*Task instructions*:
Write out the full set of records below exactly.
*** Raw data ***
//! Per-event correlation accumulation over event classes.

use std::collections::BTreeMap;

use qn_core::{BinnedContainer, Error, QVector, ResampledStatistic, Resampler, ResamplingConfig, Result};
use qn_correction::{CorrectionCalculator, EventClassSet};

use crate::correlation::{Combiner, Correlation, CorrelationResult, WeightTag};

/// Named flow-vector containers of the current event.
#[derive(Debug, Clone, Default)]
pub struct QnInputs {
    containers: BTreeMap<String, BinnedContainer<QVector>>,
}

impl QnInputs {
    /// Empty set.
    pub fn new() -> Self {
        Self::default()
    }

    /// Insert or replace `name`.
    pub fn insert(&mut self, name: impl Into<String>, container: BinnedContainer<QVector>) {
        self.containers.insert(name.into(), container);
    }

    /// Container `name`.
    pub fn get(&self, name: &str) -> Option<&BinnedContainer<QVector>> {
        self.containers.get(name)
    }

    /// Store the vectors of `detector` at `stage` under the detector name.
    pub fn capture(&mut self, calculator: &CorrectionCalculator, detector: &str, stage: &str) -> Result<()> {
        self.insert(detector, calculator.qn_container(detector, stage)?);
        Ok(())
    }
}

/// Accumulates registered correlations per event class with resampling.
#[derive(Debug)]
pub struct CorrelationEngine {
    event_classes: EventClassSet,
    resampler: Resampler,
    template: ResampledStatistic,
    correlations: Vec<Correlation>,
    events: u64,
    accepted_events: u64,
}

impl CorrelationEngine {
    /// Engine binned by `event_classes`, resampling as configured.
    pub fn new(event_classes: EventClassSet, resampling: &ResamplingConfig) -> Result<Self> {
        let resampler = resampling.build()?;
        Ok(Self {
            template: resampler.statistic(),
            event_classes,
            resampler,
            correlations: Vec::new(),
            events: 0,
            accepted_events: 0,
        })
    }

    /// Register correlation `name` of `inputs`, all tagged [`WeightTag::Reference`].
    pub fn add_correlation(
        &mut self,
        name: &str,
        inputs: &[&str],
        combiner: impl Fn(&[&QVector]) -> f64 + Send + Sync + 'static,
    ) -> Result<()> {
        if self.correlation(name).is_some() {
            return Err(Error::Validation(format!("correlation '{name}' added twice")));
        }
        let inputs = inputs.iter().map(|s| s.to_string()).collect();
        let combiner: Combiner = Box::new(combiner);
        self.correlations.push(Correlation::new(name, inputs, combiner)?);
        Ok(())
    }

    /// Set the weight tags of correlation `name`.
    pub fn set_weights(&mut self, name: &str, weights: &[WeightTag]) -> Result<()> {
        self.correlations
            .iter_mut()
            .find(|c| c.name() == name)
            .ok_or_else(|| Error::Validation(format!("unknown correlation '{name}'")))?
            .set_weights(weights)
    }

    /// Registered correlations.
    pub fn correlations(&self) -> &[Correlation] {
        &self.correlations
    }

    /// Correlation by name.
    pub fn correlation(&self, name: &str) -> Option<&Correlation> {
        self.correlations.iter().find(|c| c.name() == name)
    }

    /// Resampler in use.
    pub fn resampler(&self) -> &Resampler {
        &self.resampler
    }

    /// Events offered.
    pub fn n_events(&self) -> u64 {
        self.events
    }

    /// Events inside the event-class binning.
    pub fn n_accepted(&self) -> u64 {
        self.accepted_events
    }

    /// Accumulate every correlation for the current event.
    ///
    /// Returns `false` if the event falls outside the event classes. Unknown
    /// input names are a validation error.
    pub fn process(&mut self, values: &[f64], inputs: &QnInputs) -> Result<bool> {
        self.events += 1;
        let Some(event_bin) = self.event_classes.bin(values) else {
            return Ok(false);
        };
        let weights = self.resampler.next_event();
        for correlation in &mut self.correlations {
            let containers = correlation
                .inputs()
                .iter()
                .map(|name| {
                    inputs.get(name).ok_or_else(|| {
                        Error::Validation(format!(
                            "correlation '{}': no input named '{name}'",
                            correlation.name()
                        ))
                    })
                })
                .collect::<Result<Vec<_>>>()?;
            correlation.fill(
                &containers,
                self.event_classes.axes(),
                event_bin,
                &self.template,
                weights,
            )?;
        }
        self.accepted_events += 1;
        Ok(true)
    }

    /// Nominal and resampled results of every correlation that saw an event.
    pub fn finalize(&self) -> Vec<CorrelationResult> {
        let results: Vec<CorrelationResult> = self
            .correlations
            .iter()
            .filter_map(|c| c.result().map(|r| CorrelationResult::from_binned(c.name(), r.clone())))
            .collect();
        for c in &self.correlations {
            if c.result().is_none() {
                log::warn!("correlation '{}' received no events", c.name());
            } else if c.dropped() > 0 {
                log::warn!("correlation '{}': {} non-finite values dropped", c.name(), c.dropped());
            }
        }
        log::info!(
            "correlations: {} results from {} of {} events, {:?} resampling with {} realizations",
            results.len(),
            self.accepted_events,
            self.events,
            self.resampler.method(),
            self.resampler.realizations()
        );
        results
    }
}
*** End of Raw data ***
*Problem solution*:
//! Per-event correlation accumulation over event classes.

use std::collections::BTreeMap;

use qn_core::{BinnedContainer, Error, QVector, ResampledStatistic, Resampler, ResamplingConfig, Result};
use qn_correction::{CorrectionCalculator, EventClassSet};

use crate::correlation::{Combiner, Correlation, CorrelationResult, WeightTag};

/// Named flow-vector containers of the current event.
#[derive(Debug, Clone, Default)]
pub struct QnInputs {
    containers: BTreeMap<String, BinnedContainer<QVector>>,
}

impl QnInputs {
    /// Empty set.
    pub fn new() -> Self {
        Self::default()
    }

    /// Insert or replace `name`.
    pub fn insert(&mut self, name: impl Into<String>, container: BinnedContainer<QVector>) {
        self.containers.insert(name.into(), container);
    }

    /// Container `name`.
    pub fn get(&self, name: &str) -> Option<&BinnedContainer<QVector>> {
        self.containers.get(name)
    }

    /// Store the vectors of `detector` at `stage` under the detector name.
    pub fn capture(&mut self, calculator: &CorrectionCalculator, detector: &str, stage: &str) -> Result<()> {
        self.insert(detector, calculator.qn_container(detector, stage)?);
        Ok(())
    }
}

/// Accumulates registered correlations per event class with resampling.
#[derive(Debug)]
pub struct CorrelationEngine {
    event_classes: EventClassSet,
    resampler: Resampler,
    template: ResampledStatistic,
    correlations: Vec<Correlation>,
    events: u64,
    accepted_events: u64,
}

impl CorrelationEngine {
    /// Engine binned by `event_classes`, resampling as configured.
    pub fn new(event_classes: EventClassSet, resampling: &ResamplingConfig) -> Result<Self> {
        let resampler = resampling.build()?;
        Ok(Self {
            template: resampler.statistic(),
            event_classes,
            resampler,
            correlations: Vec::new(),
            events: 0,
            accepted_events: 0,
        })
    }

    /// Register correlation `name` of `inputs`, all tagged [`WeightTag::Reference`].
    pub fn add_correlation(
        &mut self,
        name: &str,
        inputs: &[&str],
        combiner: impl Fn(&[&QVector]) -> f64 + Send + Sync + 'static,
    ) -> Result<()> {
        if self.correlation(name).is_some() {
            return Err(Error::Validation(format!("correlation '{name}' added twice")));
        }
        let inputs = inputs.iter().map(|s| s.to_string()).collect();
        let combiner: Combiner = Box::new(combiner);
        self.correlations.push(Correlation::new(name, inputs, combiner)?);
        Ok(())
    }

    /// Set the weight tags of correlation `name`.
    pub fn set_weights(&mut self, name: &str, weights: &[WeightTag]) -> Result<()> {
        self.correlations
            .iter_mut()
            .find(|c| c.name() == name)
            .ok_or_else(|| Error::Validation(format!("unknown correlation '{name}'")))?
            .set_weights(weights)
    }

    /// Registered correlations.
    pub fn correlations(&self) -> &[Correlation] {
        &self.correlations
    }

    /// Correlation by name.
    pub fn correlation(&self, name: &str) -> Option<&Correlation> {
        self.correlations.iter().find(|c| c.name() == name)
    }

    /// Resampler in use.
    pub fn resampler(&self) -> &Resampler {
        &self.resampler
    }

    /// Events offered.
    pub fn n_events(&self) -> u64 {
        self.events
    }

    /// Events inside the event-class binning.
    pub fn n_accepted(&self) -> u64 {
        self.accepted_events
    }

    /// Accumulate every correlation for the current event.
    ///
    /// Returns `false` if the event falls outside the event classes. Unknown
    /// input names are a validation error.
    pub fn process(&mut self, values: &[f64], inputs: &QnInputs) -> Result<bool> {
        self.events += 1;
        let Some(event_bin) = self.event_classes.bin(values) else {
            return Ok(false);
        };
        let weights = self.resampler.next_event();
        for correlation in &mut self.correlations {
            let containers = correlation
                .inputs()
                .iter()
                .map(|name| {
                    inputs.get(name).ok_or_else(|| {
                        Error::Validation(format!(
                            "correlation '{}': no input named '{name}'",
                            correlation.name()
                        ))
                    })
                })
                .collect::<Result<Vec<_>>>()?;
            correlation.fill(
                &containers,
                self.event_classes.axes(),
                event_bin,
                &self.template,
                weights,
            )?;
        }
        self.accepted_events += 1;
        Ok(true)
    }

    /// Nominal and resampled results of every correlation that saw an event.
    pub fn finalize(&self) -> Vec<CorrelationResult> {
        let results: Vec<CorrelationResult> = self
            .correlations
            .iter()
            .filter_map(|c| c.result().map(|r| CorrelationResult::from_binned(c.name(), r.clone())))
            .collect();
        for c in &self.correlations {
            if c.result().is_none() {
                log::warn!("correlation '{}' received no events", c.name());
            } else if c.dropped() > 0 {
                log::warn!("correlation '{}': {} non-finite values dropped", c.name(), c.dropped());
            }
        }
        log::info!(
            "correlations: {} results from {} of {} events, {:?} resampling with {} realizations",
            results.len(),
            self.accepted_events,
            self.events,
            self.resampler.method(),
            self.resampler.realizations()
        );
        results
    }
}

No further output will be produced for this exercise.